Friday, June 14, 2013

Your Writer Voice

It took me a long time to find my writer voice. For a long time I wasn't even sure what that meant, then I thought maybe I didn't have one. Then it clicked.

I was writing the umpteenth draft of what eventually became my first novel, The Night Train, when it suddenly dawned on me that all those other drafts had been written by someone (me) trying to adhere to all the so-called rules of writing marketable fiction. I wondered what would happen if I just wrote the way I wanted to, without worrying whether or not anyone else would like it. So I gave it a shot

All those other drafts were missing something. I didn't know what they were missing, but I knew they were missing something very important. It wasn't anything I could put my finger on, either. Just a nagging inner voice telling me they were not what I wanted to create. I knew I could do better even though I never had proven it. I couldn't even explain to myself what it was I wanted to create, but I knew I would recognize it when I saw it. Not being able to close the gap was like hanging over the side of the Grand Canyon.

Like most writers, I wrote a lot of crap. I have files and notebooks with some really bad writing. Writing, like anything else worth doing, takes practice. It takes lots of hours of outputting stuff you hope no one ever stumbles across before you get it right. Never be ashamed of writing badly, just don't show it to anyone.

Find your voice.

How will you know you've found it? For me, it was that moment when writing became comfortable. It was when I gave myself permission to break rules, not because I didn't know better, but because I felt like they were in the way of telling my story.

My story.

Don't get me wrong: I want readers to like my writing. I appreciate every review I've ever received. I cherish every encouraging word, every when is your next book coming out, but the single most important thing to me as a writer is being able to read the final draft of my manuscript and say, yes, that's exactly what I was shooting for.

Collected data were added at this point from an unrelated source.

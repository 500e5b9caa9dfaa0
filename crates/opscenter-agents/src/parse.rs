//! Parsing rules for LLM text.
//!
//! JSON is extracted with a balanced-brace scan first, then decoded
//! strictly. Markdown sections are located by heading, never by regex.

use serde::Deserialize;
use std::collections::BTreeMap;

/// One unit of discovered work, as reported by the manager.
#[derive(Clone, Debug, Deserialize)]
pub struct DiscoveredEvent {
    #[serde(default)]
    pub event_id: String,
    pub title: String,
    #[serde(default)]
    pub description: String,
    #[serde(default = "default_priority")]
    pub priority: i64,
    #[serde(default = "default_category")]
    pub category: String,
    #[serde(default)]
    pub metadata: serde_json::Value,
}

fn default_priority() -> i64 {
    5
}

fn default_category() -> String {
    "general".to_string()
}

impl DiscoveredEvent {
    /// Flatten the metadata object into string pairs; non-strings are
    /// rendered as JSON.
    pub fn metadata_map(&self) -> BTreeMap<String, String> {
        let mut map = BTreeMap::new();
        if let Some(object) = self.metadata.as_object() {
            for (key, value) in object {
                let rendered = value
                    .as_str()
                    .map(String::from)
                    .unwrap_or_else(|| value.to_string());
                map.insert(key.clone(), rendered);
            }
        }
        map
    }
}

/// The JSON shape the manager returns from CHECK FOR EVENTS.
#[derive(Clone, Debug, Default, Deserialize)]
pub struct FetchReply {
    #[serde(default)]
    pub events_found: bool,
    #[serde(default)]
    pub events: Vec<DiscoveredEvent>,
    #[serde(default)]
    pub commentary: Option<String>,
}

/// Extract the first balanced `{...}` block, respecting strings and escapes.
pub fn extract_json_object(text: &str) -> Option<&str> {
    let start = text.find('{')?;
    let bytes = text.as_bytes();
    let mut depth = 0usize;
    let mut in_string = false;
    let mut escaped = false;
    for (offset, &b) in bytes[start..].iter().enumerate() {
        if escaped {
            escaped = false;
            continue;
        }
        match b {
            b'\\' if in_string => escaped = true,
            b'"' => in_string = !in_string,
            b'{' if !in_string => depth += 1,
            b'}' if !in_string => {
                depth -= 1;
                if depth == 0 {
                    return Some(&text[start..start + offset + 1]);
                }
            }
            _ => {}
        }
    }
    None
}

/// Decode a CHECK FOR EVENTS reply; None when no parseable object exists.
pub fn parse_fetch_reply(text: &str) -> Option<FetchReply> {
    let json = extract_json_object(text)?;
    serde_json::from_str(json).ok()
}

/// First `\n\n`-delimited paragraph of a response.
pub fn first_paragraph(text: &str) -> String {
    text.trim()
        .split("\n\n")
        .next()
        .unwrap_or_default()
        .trim()
        .to_string()
}

/// Body of a `## {heading}` section: lines until the next heading.
pub fn extract_section(text: &str, heading: &str) -> Option<String> {
    let needle = heading.to_ascii_lowercase();
    let mut body = String::new();
    let mut in_section = false;
    for line in text.lines() {
        let trimmed = line.trim_start();
        if let Some(title) = trimmed.strip_prefix('#') {
            let title = title.trim_start_matches('#').trim().to_ascii_lowercase();
            if in_section {
                break;
            }
            in_section = title == needle;
            continue;
        }
        if in_section {
            body.push_str(line);
            body.push('\n');
        }
    }
    let body = body.trim().to_string();
    if body.is_empty() {
        None
    } else {
        Some(body)
    }
}

/// Summary of a response: the `## Summary` section if present, else the
/// first paragraph.
pub fn extract_summary(text: &str) -> String {
    extract_section(text, "summary").unwrap_or_else(|| first_paragraph(text))
}

/// Bulleted lines (`- ` or `* `), trimmed.
pub fn bullet_lines(text: &str) -> Vec<String> {
    text.lines()
        .filter_map(|line| {
            let trimmed = line.trim_start();
            trimmed
                .strip_prefix("- ")
                .or_else(|| trimmed.strip_prefix("* "))
                .map(|rest| rest.trim().to_string())
        })
        .filter(|line| !line.is_empty())
        .collect()
}

/// Bulleted lines under an Actions heading, if the agent structured one.
pub fn extract_actions(text: &str) -> Vec<String> {
    extract_section(text, "actions")
        .or_else(|| extract_section(text, "actions taken"))
        .map(|section| bullet_lines(&section))
        .unwrap_or_default()
}

/// Split an aggregation response into (narrative, LEARNING lines).
/// LEARNING lines are removed from the narrative and deduped in order.
pub fn split_learnings(text: &str) -> (String, Vec<String>) {
    let mut narrative = String::new();
    let mut learnings: Vec<String> = Vec::new();
    for line in text.lines() {
        if let Some(rest) = line.trim_start().strip_prefix("LEARNING:") {
            let learning = rest.trim().to_string();
            if !learning.is_empty() && !learnings.contains(&learning) {
                learnings.push(learning);
            }
        } else {
            narrative.push_str(line);
            narrative.push('\n');
        }
    }
    (narrative.trim().to_string(), learnings)
}

/// Fatal-error indicator: the first non-blank line announces an
/// unrecoverable failure.
pub fn looks_fatal(text: &str) -> bool {
    text.lines()
        .map(str::trim)
        .find(|line| !line.is_empty())
        .is_some_and(|line| {
            line.starts_with("FATAL") || line.starts_with("UNRECOVERABLE") || line.starts_with("ERROR:")
        })
}

/// Whether a clarification reply signals readiness to plan.
pub fn contains_ready_signal(text: &str) -> bool {
    text.contains("READY_TO_PLAN")
}

/// Clarity-evaluation verdict for a mid-run instruction.
#[derive(Clone, Debug, PartialEq, Eq)]
pub enum ClarityVerdict {
    Clear,
    Clarify(String),
}

/// CLEAR means actionable as-is; CLARIFY carries a question back. Anything
/// that does not announce CLARIFY is treated as clear.
pub fn parse_clarity(text: &str) -> ClarityVerdict {
    if let Some(pos) = text.find("CLARIFY") {
        let rest = text[pos + "CLARIFY".len()..]
            .trim_start_matches(':')
            .trim();
        let question = if rest.is_empty() {
            text.trim().to_string()
        } else {
            rest.to_string()
        };
        return ClarityVerdict::Clarify(question);
    }
    ClarityVerdict::Clear
}

/// Truncate at a char boundary, appending a marker when cut.
pub fn truncate_chars(text: &str, max_chars: usize) -> String {
    if text.chars().count() <= max_chars {
        return text.to_string();
    }
    let cut: String = text.chars().take(max_chars).collect();
    format!("{}…[truncated]", cut)
}
//! The manager phase machine.
//!
//! Eleven phases, forward-driven by the orchestrator's driver task.
//! `stop` and `reset` are modeled by their target phases: Stopped is
//! reachable from any active phase after a drain, Idle from anywhere.

use serde::{Deserialize, Serialize};

#[derive(Clone, Copy, Debug, PartialEq, Eq, Serialize, Deserialize)]
#[serde(rename_all = "snake_case")]
pub enum ManagerPhase {
    Idle,
    Clarifying,
    Planning,
    AwaitingApproval,
    FetchingEvents,
    Scheduling,
    Executing,
    Aggregating,
    Resting,
    Error,
    Stopped,
}

impl std::fmt::Display for ManagerPhase {
    fn fmt(&self, f: &mut std::fmt::Formatter<'_>) -> std::fmt::Result {
        match self {
            Self::Idle => write!(f, "idle"),
            Self::Clarifying => write!(f, "clarifying"),
            Self::Planning => write!(f, "planning"),
            Self::AwaitingApproval => write!(f, "awaiting approval"),
            Self::FetchingEvents => write!(f, "fetching events"),
            Self::Scheduling => write!(f, "scheduling"),
            Self::Executing => write!(f, "executing"),
            Self::Aggregating => write!(f, "aggregating"),
            Self::Resting => write!(f, "resting"),
            Self::Error => write!(f, "error"),
            Self::Stopped => write!(f, "stopped"),
        }
    }
}

impl ManagerPhase {
    /// Phases that belong to an active iteration.
    pub fn is_running(self) -> bool {
        matches!(
            self,
            Self::FetchingEvents
                | Self::Scheduling
                | Self::Executing
                | Self::Aggregating
                | Self::Resting
        )
    }

    pub fn is_terminal(self) -> bool {
        matches!(self, Self::Stopped | Self::Error)
    }

    /// Whether a user instruction may be injected in this phase.
    pub fn accepts_injection(self) -> bool {
        !matches!(self, Self::Idle | Self::Error | Self::Stopped)
    }

    /// Whether the manager session is idle, i.e. a clarity evaluation may
    /// use it without colliding with the driver's own LLM calls.
    pub fn manager_session_idle(self) -> bool {
        matches!(self, Self::Executing | Self::Resting)
    }

    /// Legality of a phase transition.
    pub fn can_transition(self, to: ManagerPhase) -> bool {
        use ManagerPhase::*;
        match (self, to) {
            // Hard reset and fatal error are reachable from anywhere.
            (_, Idle) => true,
            (_, Error) => true,
            (Idle, Clarifying) => true,
            (Clarifying, Clarifying) => true,
            (Clarifying, Planning) => true,
            (Planning, AwaitingApproval) => true,
            (AwaitingApproval, FetchingEvents) => true,
            (AwaitingApproval, Planning) => true,
            (FetchingEvents, Scheduling) => true,
            (FetchingEvents, Resting) => true,
            (Scheduling, Executing) => true,
            (Executing, Aggregating) => true,
            (Aggregating, Resting) => true,
            (Resting, FetchingEvents) => true,
            (from, Stopped) => !matches!(from, Idle | Stopped | Error),
            _ => false,
        }
    }
}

How did you know you had found your voice?


  1. Well said, Carl. You know me, I'm a rule breaker. I find that I can't always get what I really want to say across and follow the rules at the same time, but as long as we, as writers, are not breaking the rules just for the sake of being different or trendy or anything but following our own hearts, I think, for the most part, a little rule breaking could do us good.
    I tend to ignore the naysayers. As long as I'm happy with a piece of work when it's completed,and can put it to rest, I feel I've done what I set out to accomplish, then I feel a great deal of happiness about my career. When I look at all my favorite writers, artists, singers, song-writers -- they were all rule-breakers.
    So I say -- follow your instinct and write your own rules based on what you know to be right in your heart. The writing will come and your voice will become stronger and more defined with each new story. At least you will leave behind a legacy of authentic work. After all, we don't write to leave behind a body of work depicting the beliefs of an author we ourselves don't even know.
    Even if the world doesn't get it, leave behind your true voice. It's the only thing that, to a writer, should matter.

    1. This very topic came up in a forum I ran across this weekend and there was one writer who explained his process of plotting and outlining, then proclaimed that any writer who doesn't follow that process will fail. No ifs, ands, or buts about it. Write that way or you can't possibly produce anything other than an incoherent mess.

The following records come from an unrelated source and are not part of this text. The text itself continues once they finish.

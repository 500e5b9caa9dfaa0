//! Office configuration
//!
//! All tunable parameters in one place. Loaded from TOML at startup,
//! falls back to defaults if no config file exists. Pool size and interval
//! may be mutated live through the control surface; everything else is
//! fixed for the session.

use serde::{Deserialize, Serialize};
use std::collections::BTreeSet;
use std::path::{Path, PathBuf};
use std::time::Duration;

#[derive(Debug, Clone, Serialize, Deserialize)]
#[serde(default)]
pub struct OfficeConfig {
    /// The user's standing objective for the manager.
    pub master_prompt: String,
    /// Model id for the long-lived manager session.
    pub manager_model: String,
    /// Model id for assistant sessions.
    pub assistant_model: String,
    /// Maximum concurrent assistants (the pool semaphore size).
    pub max_assistants: usize,
    /// Rest interval between iterations, seconds.
    pub interval_secs: u64,
    /// Working directory inherited by every session.
    pub working_directory: PathBuf,
    /// Tool providers exposed to sessions, in order.
    pub enabled_tool_providers: Vec<String>,
    /// Skills withheld from sessions.
    pub disabled_skills: BTreeSet<String>,
    /// Per-assistant wall clock budget, seconds.
    pub assistant_timeout_secs: u64,
    /// Retries per failed task.
    pub max_retries: u32,
    /// Skip the plan approval gate.
    pub auto_approve_plan: bool,
    /// Queued tasks beyond this are cancelled at submission; 0 = unlimited.
    pub max_queue_depth: usize,
    /// Per-manager-LLM-call timeout, seconds.
    pub manager_llm_timeout_secs: u64,
    /// First retry backoff, seconds. Doubles per retry, capped at 30.
    pub retry_delay_secs: u64,
}

impl Default for OfficeConfig {
    fn default() -> Self {
        Self {
            master_prompt: String::new(),
            manager_model: "claude-opus-4-6".to_string(),
            assistant_model: "claude-haiku-4-5".to_string(),
            max_assistants: 3,
            interval_secs: 300,
            working_directory: PathBuf::from("."),
            enabled_tool_providers: Vec::new(),
            disabled_skills: BTreeSet::new(),
            assistant_timeout_secs: 600,
            max_retries: 1,
            auto_approve_plan: false,
            max_queue_depth: 0,
            manager_llm_timeout_secs: 120,
            retry_delay_secs: 2,
        }
    }
}

impl OfficeConfig {
    /// Load config from a TOML file, falling back to defaults.
    pub fn load(path: &Path) -> Self {
        match std::fs::read_to_string(path) {
            Ok(content) => match toml::from_str(&content) {
                Ok(config) => {
                    tracing::info!("Loaded config from {}", path.display());
                    config
                }
                Err(e) => {
                    tracing::warn!("Failed to parse {}: {} — using defaults", path.display(), e);
                    Self::default()
                }
            },
            Err(_) => {
                tracing::info!("No config at {} — using defaults", path.display());
                Self::default()
            }
        }
    }

    /// Write the current config as TOML (for generating a default file).
    pub fn to_toml(&self) -> String {
        toml::to_string_pretty(self).unwrap_or_default()
    }

    /// Pool size, never below 1.
    pub fn pool_size(&self) -> usize {
        self.max_assistants.max(1)
    }

    pub fn interval(&self) -> Duration {
        Duration::from_secs(self.interval_secs)
    }

    pub fn assistant_timeout(&self) -> Duration {
        Duration::from_secs(self.assistant_timeout_secs)
    }

    pub fn manager_llm_timeout(&self) -> Duration {
        Duration::from_secs(self.manager_llm_timeout_secs)
    }

    pub fn retry_delay(&self) -> Duration {
        Duration::from_secs(self.retry_delay_secs)
    }
}

#[cfg(test)]
mod tests {
    use super::*;

    #[test]
    fn defaults_match_contract() {
        let config = OfficeConfig::default();
        assert_eq!(config.max_assistants, 3);
        assert_eq!(config.interval(), Duration::from_secs(300));
        assert_eq!(config.assistant_timeout(), Duration::from_secs(600));
        assert_eq!(config.manager_llm_timeout(), Duration::from_secs(120));
        assert_eq!(config.max_retries, 1);
        assert_eq!(config.max_queue_depth, 0);
        assert!(!config.auto_approve_plan);
    }

    #[test]
    fn pool_size_never_zero() {
        let config = OfficeConfig {
            max_assistants: 0,
            ..Default::default()
        };
        assert_eq!(config.pool_size(), 1);
    }

    #[test]
    fn toml_round_trip() {
        let mut config = OfficeConfig::default();
        config.master_prompt = "watch the incident queue".to_string();
        config.max_assistants = 5;
        config.interval_secs = 60;
        let toml_text = config.to_toml();
        let parsed: OfficeConfig = toml::from_str(&toml_text).unwrap();
        assert_eq!(parsed.master_prompt, config.master_prompt);
        assert_eq!(parsed.max_assistants, 5);
        assert_eq!(parsed.interval_secs, 60);
    }

    #[test]
    fn partial_toml_fills_defaults() {
        let parsed: OfficeConfig = toml::from_str("max_assistants = 7").unwrap();
        assert_eq!(parsed.max_assistants, 7);
        assert_eq!(parsed.interval_secs, 300);
        assert_eq!(parsed.manager_model, OfficeConfig::default().manager_model);
    }

    #[test]
    fn load_missing_file_uses_defaults() {
        let dir = tempfile::tempdir().unwrap();
        let config = OfficeConfig::load(&dir.path().join("nope.toml"));
        assert_eq!(config.max_assistants, 3);
    }

    #[test]
    fn load_bad_file_uses_defaults() {
        let dir = tempfile::tempdir().unwrap();
        let path = dir.path().join("bad.toml");
        std::fs::write(&path, "max_assistants = \"many\"").unwrap();
        let config = OfficeConfig::load(&path);
        assert_eq!(config.max_assistants, 3);
    }
}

      Listening to such self-serving advice can kill a budding writer's career faster than anything. If you can't follow your own instincts then you should be doing something else, in my humble opinion.

  2. I guess I am a little late posting on this topic but I agree that having an outline and writing toward the conclusion is the best and easiest way to write. I often hear or see something that i wish to write about and I just start writing without any hint as to an ending. I very often in mid story change the ending and the results are often better than the planned story.

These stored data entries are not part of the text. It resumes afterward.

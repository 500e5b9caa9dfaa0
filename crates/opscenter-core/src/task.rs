//! Tasks, results, reports and scheduling decisions.

use chrono::{DateTime, Utc};
use serde::{Deserialize, Serialize};
use std::collections::BTreeMap;
use std::time::Duration;

/// Task status lattice. Forward-only, except Failed -> Assigned on retry.
#[derive(Clone, Copy, Debug, PartialEq, Eq, Serialize, Deserialize)]
#[serde(rename_all = "snake_case")]
pub enum TaskStatus {
    Pending,
    Queued,
    Assigned,
    InProgress,
    Completed,
    Failed,
    Cancelled,
}

impl TaskStatus {
    pub fn is_terminal(self) -> bool {
        matches!(self, Self::Completed | Self::Failed | Self::Cancelled)
    }

    /// Legal forward moves through the lattice. Failed -> Assigned is the
    /// retry edge; the caller checks the retry budget.
    pub fn can_advance_to(self, next: TaskStatus) -> bool {
        use TaskStatus::*;
        matches!(
            (self, next),
            (Pending, Queued)
                | (Pending, Assigned)
                | (Pending, Cancelled)
                | (Queued, Assigned)
                | (Queued, Cancelled)
                | (Assigned, InProgress)
                | (Assigned, Cancelled)
                | (InProgress, Completed)
                | (InProgress, Failed)
                | (InProgress, Cancelled)
                | (Failed, Assigned)
        )
    }
}

impl std::fmt::Display for TaskStatus {
    fn fmt(&self, f: &mut std::fmt::Formatter<'_>) -> std::fmt::Result {
        match self {
            Self::Pending => write!(f, "pending"),
            Self::Queued => write!(f, "queued"),
            Self::Assigned => write!(f, "assigned"),
            Self::InProgress => write!(f, "in progress"),
            Self::Completed => write!(f, "completed"),
            Self::Failed => write!(f, "failed"),
            Self::Cancelled => write!(f, "cancelled"),
        }
    }
}

/// Generate an 8-char opaque task id.
pub fn new_task_id() -> String {
    uuid::Uuid::new_v4().simple().to_string()[..8].to_string()
}

/// Clamp a discovered-event priority into the 1..=5 band (lower = earlier).
pub fn clamp_priority(p: i64) -> u8 {
    p.clamp(1, 5) as u8
}

/// One unit of work handed to an assistant.
#[derive(Clone, Debug, Serialize, Deserialize)]
pub struct AssistantTask {
    pub task_id: String,
    pub title: String,
    /// The text actually sent to the assistant session.
    pub prompt: String,
    pub priority: u8,
    pub source_event_id: String,
    pub category: String,
    pub metadata: BTreeMap<String, String>,
    pub iteration: u64,
    pub created_ts: DateTime<Utc>,
    pub status: TaskStatus,
    pub retry_count: u32,
}

impl AssistantTask {
    pub fn new(title: impl Into<String>, prompt: impl Into<String>, iteration: u64) -> Self {
        Self {
            task_id: new_task_id(),
            title: title.into(),
            prompt: prompt.into(),
            priority: 5,
            source_event_id: String::new(),
            category: "general".to_string(),
            metadata: BTreeMap::new(),
            iteration,
            created_ts: Utc::now(),
            status: TaskStatus::Pending,
            retry_count: 0,
        }
    }

    pub fn with_priority(mut self, priority: u8) -> Self {
        self.priority = clamp_priority(priority as i64);
        self
    }

    pub fn with_source_event(mut self, event_id: impl Into<String>) -> Self {
        self.source_event_id = event_id.into();
        self
    }

    pub fn with_category(mut self, category: impl Into<String>) -> Self {
        self.category = category.into();
        self
    }

    /// Advance the status. Illegal moves panic in debug builds; in release
    /// they are applied anyway since the pool already orders transitions.
    pub fn advance(&mut self, next: TaskStatus) {
        debug_assert!(
            self.status.can_advance_to(next),
            "illegal task transition {} -> {} for {}",
            self.status,
            next,
            self.task_id
        );
        self.status = next;
    }

    /// Sort key for batch scheduling: priority ascending, then creation time.
    pub fn schedule_key(&self) -> (u8, DateTime<Utc>) {
        (self.priority, self.created_ts)
    }
}

/// Outcome of one assistant run.
#[derive(Clone, Debug, Serialize, Deserialize)]
pub struct AssistantResult {
    pub task_id: String,
    pub task_title: String,
    pub success: bool,
    /// Full response text.
    pub response: String,
    /// First paragraph or `## Summary` section of the response.
    pub summary: String,
    pub error_message: Option<String>,
    /// 1..max_assistants within the batch.
    pub assistant_index: usize,
    pub duration: Duration,
    pub completed_ts: DateTime<Utc>,
    /// Mirrors the task category; "timeout" for timeout failures.
    pub category: String,
    pub actions_taken: Vec<String>,
}

impl AssistantResult {
    pub fn failure(
        task: &AssistantTask,
        assistant_index: usize,
        error: impl Into<String>,
        category: impl Into<String>,
        duration: Duration,
    ) -> Self {
        Self {
            task_id: task.task_id.clone(),
            task_title: task.title.clone(),
            success: false,
            response: String::new(),
            summary: String::new(),
            error_message: Some(error.into()),
            assistant_index,
            duration,
            completed_ts: Utc::now(),
            category: category.into(),
            actions_taken: Vec::new(),
        }
    }

    pub fn cancelled(task: &AssistantTask, assistant_index: usize, reason: impl Into<String>) -> Self {
        Self::failure(task, assistant_index, reason, task.category.clone(), Duration::ZERO)
    }
}

/// Why and when a task was assigned, queued, dequeued, retried or cancelled.
#[derive(Clone, Copy, Debug, PartialEq, Eq, Serialize, Deserialize)]
#[serde(rename_all = "snake_case")]
pub enum SchedulingAction {
    AssignedImmediate,
    QueuedPending,
    DequeuedAndAssigned,
    Retried,
    Cancelled,
    SkippedDuplicate,
}

#[derive(Clone, Debug, Serialize, Deserialize)]
pub struct SchedulingDecision {
    pub ts: DateTime<Utc>,
    pub task_id: String,
    pub task_title: String,
    pub action: SchedulingAction,
    pub reason: String,
    pub assigned_assistant_index: Option<usize>,
    pub queue_position_at_time: usize,
    pub available_assistants_at_time: usize,
}

impl SchedulingDecision {
    pub fn new(task: &AssistantTask, action: SchedulingAction, reason: impl Into<String>) -> Self {
        Self {
            ts: Utc::now(),
            task_id: task.task_id.clone(),
            task_title: task.title.clone(),
            action,
            reason: reason.into(),
            assigned_assistant_index: None,
            queue_position_at_time: 0,
            available_assistants_at_time: 0,
        }
    }

    pub fn assistant(mut self, index: usize) -> Self {
        self.assigned_assistant_index = Some(index);
        self
    }

    pub fn queue_position(mut self, position: usize) -> Self {
        self.queue_position_at_time = position;
        self
    }

    pub fn available(mut self, available: usize) -> Self {
        self.available_assistants_at_time = available;
        self
    }
}

/// The record of one complete iteration.
#[derive(Clone, Debug, Serialize, Deserialize)]
pub struct IterationReport {
    pub iteration: u64,
    pub started_ts: DateTime<Utc>,
    pub completed_ts: DateTime<Utc>,
    pub events_discovered: usize,
    pub tasks_created: usize,
    pub tasks_succeeded: usize,
    pub tasks_failed: usize,
    pub tasks_cancelled: usize,
    pub detailed_results: Vec<AssistantResult>,
    pub narrative_summary: String,
    pub recommendations: String,
    pub scheduling_log: Vec<SchedulingDecision>,
}

impl IterationReport {
    pub fn duration(&self) -> chrono::Duration {
        self.completed_ts - self.started_ts
    }

    /// succeeded + failed + cancelled <= created, always.
    pub fn terminal_counts_consistent(&self) -> bool {
        self.tasks_succeeded + self.tasks_failed + self.tasks_cancelled <= self.tasks_created
    }
}

#[cfg(test)]
mod tests {
    use super::*;

    #[test]
    fn task_id_is_8_chars() {
        let id = new_task_id();
        assert_eq!(id.len(), 8);
        assert!(id.chars().all(|c| c.is_ascii_hexdigit()));
        assert_ne!(new_task_id(), id);
    }

    #[test]
    fn lattice_forward_moves() {
        use TaskStatus::*;
        assert!(Pending.can_advance_to(Queued));
        assert!(Pending.can_advance_to(Assigned));
        assert!(Queued.can_advance_to(Assigned));
        assert!(Assigned.can_advance_to(InProgress));
        assert!(InProgress.can_advance_to(Completed));
        assert!(InProgress.can_advance_to(Failed));
        assert!(Failed.can_advance_to(Assigned)); // retry edge
    }

    #[test]
    fn lattice_rejects_backward_moves() {
        use TaskStatus::*;
        assert!(!Completed.can_advance_to(Pending));
        assert!(!Completed.can_advance_to(Assigned));
        assert!(!InProgress.can_advance_to(Queued));
        assert!(!Cancelled.can_advance_to(Assigned));
        assert!(!Queued.can_advance_to(InProgress)); // must pass Assigned
    }

    #[test]
    fn cancel_reachable_from_every_non_terminal() {
        use TaskStatus::*;
        for s in [Pending, Queued, Assigned, InProgress] {
            assert!(s.can_advance_to(Cancelled), "{} should cancel", s);
        }
    }

    #[test]
    fn priority_clamped() {
        assert_eq!(clamp_priority(-3), 1);
        assert_eq!(clamp_priority(0), 1);
        assert_eq!(clamp_priority(3), 3);
        assert_eq!(clamp_priority(99), 5);
        let task = AssistantTask::new("t", "p", 1).with_priority(200);
        assert_eq!(task.priority, 5);
    }

    #[test]
    fn schedule_key_orders_by_priority_then_age() {
        let mut a = AssistantTask::new("a", "p", 1).with_priority(2);
        let b = AssistantTask::new("b", "p", 1).with_priority(1);
        a.created_ts = b.created_ts - chrono::Duration::seconds(10);
        let mut batch = vec![a.clone(), b.clone()];
        batch.sort_by_key(|t| t.schedule_key());
        assert_eq!(batch[0].task_id, b.task_id); // lower priority number first
        assert_eq!(batch[1].task_id, a.task_id);
    }

    #[test]
    fn report_counts_invariant() {
        let report = IterationReport {
            iteration: 1,
            started_ts: Utc::now(),
            completed_ts: Utc::now(),
            events_discovered: 3,
            tasks_created: 3,
            tasks_succeeded: 2,
            tasks_failed: 1,
            tasks_cancelled: 0,
            detailed_results: Vec::new(),
            narrative_summary: String::new(),
            recommendations: String::new(),
            scheduling_log: Vec::new(),
        };
        assert!(report.terminal_counts_consistent());
    }
}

    My theory is to write and if it turns out good use it and if it doesn't-save it anyway when you read it later it may be better than you think it is now.

    Claude Jones, Pontotoc

    1. I have two novels out, Claude, and didn't know the ending to either of them until the last chapter. With The Night Train, my first, I wrote the last sentence before it hit me that it had ended. As you get to know your characters, if you give them room to grow, you will find yourself chasing them more than directing. And, yes, write everything, but only show people the good stuff.